## Required action
Look for the word "models" in the entries below, then copy every line that has it.
-------- Data
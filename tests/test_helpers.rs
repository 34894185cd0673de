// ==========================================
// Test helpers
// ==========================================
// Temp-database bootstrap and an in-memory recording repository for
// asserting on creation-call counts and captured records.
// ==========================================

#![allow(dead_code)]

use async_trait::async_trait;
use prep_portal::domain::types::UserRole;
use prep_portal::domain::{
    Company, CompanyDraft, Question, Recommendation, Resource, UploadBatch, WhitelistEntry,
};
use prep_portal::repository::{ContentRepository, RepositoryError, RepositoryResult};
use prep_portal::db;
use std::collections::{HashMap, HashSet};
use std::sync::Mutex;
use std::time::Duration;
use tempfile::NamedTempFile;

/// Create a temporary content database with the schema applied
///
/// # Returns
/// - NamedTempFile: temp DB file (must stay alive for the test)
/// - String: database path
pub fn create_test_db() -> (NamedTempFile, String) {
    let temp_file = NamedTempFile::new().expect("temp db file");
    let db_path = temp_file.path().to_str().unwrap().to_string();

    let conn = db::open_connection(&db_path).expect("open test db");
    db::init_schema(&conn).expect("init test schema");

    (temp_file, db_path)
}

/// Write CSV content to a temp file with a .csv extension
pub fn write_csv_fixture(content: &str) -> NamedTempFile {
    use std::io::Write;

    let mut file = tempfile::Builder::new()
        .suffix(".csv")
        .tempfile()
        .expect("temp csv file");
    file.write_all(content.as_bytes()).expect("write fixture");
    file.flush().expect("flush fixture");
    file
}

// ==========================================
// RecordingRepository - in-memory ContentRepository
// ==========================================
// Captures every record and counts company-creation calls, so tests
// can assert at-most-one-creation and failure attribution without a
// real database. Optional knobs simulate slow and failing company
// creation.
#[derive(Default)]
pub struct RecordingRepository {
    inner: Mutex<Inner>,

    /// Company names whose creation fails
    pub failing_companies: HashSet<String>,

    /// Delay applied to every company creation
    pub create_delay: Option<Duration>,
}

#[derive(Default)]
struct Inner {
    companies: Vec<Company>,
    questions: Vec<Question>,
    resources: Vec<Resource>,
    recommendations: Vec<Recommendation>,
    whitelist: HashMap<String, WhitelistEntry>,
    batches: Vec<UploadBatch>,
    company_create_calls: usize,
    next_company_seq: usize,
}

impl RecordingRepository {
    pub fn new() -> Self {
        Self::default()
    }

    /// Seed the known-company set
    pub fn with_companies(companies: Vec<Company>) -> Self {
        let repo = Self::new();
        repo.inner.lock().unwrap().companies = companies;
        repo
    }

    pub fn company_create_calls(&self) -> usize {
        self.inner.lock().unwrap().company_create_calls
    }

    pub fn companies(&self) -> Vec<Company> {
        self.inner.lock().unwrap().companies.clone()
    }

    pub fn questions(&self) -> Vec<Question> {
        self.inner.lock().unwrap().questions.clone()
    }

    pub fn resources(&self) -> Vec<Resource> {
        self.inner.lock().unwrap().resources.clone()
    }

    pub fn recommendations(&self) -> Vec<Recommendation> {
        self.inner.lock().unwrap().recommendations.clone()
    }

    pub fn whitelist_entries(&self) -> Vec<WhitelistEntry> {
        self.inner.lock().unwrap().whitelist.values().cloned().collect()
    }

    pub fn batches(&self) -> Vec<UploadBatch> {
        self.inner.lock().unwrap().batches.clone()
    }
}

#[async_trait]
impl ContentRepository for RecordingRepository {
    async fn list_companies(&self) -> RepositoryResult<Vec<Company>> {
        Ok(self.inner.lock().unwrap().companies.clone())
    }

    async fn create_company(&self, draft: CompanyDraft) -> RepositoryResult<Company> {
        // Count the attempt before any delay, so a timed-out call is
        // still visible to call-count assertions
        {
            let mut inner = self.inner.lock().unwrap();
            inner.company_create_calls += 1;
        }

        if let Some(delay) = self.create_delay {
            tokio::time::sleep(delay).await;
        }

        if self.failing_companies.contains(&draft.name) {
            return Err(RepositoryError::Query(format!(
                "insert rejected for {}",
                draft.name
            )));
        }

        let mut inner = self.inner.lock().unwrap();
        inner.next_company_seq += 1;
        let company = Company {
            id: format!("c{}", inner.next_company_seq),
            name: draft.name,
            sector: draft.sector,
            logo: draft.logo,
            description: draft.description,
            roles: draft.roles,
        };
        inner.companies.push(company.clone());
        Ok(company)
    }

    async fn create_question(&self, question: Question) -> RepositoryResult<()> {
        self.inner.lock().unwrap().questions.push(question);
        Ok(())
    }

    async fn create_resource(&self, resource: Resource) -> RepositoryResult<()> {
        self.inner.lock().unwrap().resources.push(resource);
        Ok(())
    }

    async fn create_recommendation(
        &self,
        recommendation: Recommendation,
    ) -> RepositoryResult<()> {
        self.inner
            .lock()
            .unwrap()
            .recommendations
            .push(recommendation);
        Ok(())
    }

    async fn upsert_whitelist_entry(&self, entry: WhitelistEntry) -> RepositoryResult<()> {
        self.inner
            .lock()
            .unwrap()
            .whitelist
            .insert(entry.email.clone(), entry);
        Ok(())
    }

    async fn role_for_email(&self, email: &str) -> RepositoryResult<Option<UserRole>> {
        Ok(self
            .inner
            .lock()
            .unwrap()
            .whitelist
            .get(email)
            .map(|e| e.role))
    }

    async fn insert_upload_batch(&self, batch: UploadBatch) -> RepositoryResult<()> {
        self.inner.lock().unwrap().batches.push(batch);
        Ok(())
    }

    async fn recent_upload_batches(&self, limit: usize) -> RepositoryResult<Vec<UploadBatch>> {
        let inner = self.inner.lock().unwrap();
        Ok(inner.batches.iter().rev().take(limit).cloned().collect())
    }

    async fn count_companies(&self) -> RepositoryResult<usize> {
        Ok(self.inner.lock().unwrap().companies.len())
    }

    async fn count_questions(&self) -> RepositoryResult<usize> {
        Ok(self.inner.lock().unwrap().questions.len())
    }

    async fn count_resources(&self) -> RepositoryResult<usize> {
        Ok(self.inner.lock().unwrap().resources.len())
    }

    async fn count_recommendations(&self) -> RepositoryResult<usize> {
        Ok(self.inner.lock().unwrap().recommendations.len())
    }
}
----------------
-------- Data
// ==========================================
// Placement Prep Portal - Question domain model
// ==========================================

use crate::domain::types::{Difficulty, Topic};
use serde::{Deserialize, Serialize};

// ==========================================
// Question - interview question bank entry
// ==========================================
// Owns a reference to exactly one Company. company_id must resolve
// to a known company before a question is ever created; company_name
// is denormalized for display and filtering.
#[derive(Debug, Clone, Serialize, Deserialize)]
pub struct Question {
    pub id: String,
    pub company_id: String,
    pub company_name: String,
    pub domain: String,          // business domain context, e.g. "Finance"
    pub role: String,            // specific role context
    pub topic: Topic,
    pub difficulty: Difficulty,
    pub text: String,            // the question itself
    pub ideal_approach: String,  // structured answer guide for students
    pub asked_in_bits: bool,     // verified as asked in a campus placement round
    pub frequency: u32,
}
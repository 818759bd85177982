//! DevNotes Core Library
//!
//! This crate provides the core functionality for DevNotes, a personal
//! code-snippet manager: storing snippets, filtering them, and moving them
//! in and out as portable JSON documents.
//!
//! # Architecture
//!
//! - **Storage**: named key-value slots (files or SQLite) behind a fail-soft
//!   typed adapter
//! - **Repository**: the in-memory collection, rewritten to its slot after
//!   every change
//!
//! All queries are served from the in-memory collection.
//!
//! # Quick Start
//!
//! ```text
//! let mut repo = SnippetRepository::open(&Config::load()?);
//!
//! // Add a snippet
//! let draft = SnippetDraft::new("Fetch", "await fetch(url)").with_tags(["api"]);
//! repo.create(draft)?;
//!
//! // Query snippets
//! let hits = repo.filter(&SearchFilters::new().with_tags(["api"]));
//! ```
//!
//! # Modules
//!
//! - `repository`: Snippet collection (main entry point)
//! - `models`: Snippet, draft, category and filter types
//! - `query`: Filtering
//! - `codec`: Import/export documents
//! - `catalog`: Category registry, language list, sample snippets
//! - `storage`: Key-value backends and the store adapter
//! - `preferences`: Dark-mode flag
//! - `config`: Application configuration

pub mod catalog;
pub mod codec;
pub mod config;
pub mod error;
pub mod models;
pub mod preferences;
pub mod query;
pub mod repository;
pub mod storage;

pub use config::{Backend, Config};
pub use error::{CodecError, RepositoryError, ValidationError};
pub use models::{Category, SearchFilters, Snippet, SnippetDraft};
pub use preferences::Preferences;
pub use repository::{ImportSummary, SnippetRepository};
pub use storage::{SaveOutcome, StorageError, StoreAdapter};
----------------
-------- Data
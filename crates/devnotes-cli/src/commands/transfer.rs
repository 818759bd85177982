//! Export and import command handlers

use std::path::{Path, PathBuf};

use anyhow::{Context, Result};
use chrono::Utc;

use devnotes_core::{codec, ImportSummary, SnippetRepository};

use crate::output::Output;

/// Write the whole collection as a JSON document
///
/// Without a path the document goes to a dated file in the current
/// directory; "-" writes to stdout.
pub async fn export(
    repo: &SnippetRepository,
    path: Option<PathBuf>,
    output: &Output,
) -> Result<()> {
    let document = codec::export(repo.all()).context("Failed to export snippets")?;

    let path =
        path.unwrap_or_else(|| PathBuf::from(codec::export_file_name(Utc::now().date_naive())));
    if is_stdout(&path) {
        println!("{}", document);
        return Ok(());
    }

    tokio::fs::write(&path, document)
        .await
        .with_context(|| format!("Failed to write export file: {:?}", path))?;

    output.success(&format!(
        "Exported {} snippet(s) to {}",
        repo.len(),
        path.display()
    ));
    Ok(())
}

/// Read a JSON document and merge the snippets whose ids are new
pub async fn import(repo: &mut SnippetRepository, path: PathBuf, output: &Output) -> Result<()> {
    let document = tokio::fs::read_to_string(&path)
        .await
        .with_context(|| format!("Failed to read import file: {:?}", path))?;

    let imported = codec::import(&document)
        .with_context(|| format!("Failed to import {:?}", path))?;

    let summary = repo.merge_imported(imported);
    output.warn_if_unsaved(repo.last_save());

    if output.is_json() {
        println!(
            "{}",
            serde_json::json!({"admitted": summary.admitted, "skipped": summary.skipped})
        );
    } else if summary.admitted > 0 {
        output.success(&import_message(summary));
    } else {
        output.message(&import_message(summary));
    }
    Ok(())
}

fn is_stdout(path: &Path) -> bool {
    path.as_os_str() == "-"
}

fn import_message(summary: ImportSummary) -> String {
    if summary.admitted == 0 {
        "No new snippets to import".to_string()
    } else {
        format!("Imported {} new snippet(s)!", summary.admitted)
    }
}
----------------
## Answer section
//! - `models`: Snippet, draft, category and filter types
pub mod models;
pub use models::{Category, SearchFilters, Snippet, SnippetDraft};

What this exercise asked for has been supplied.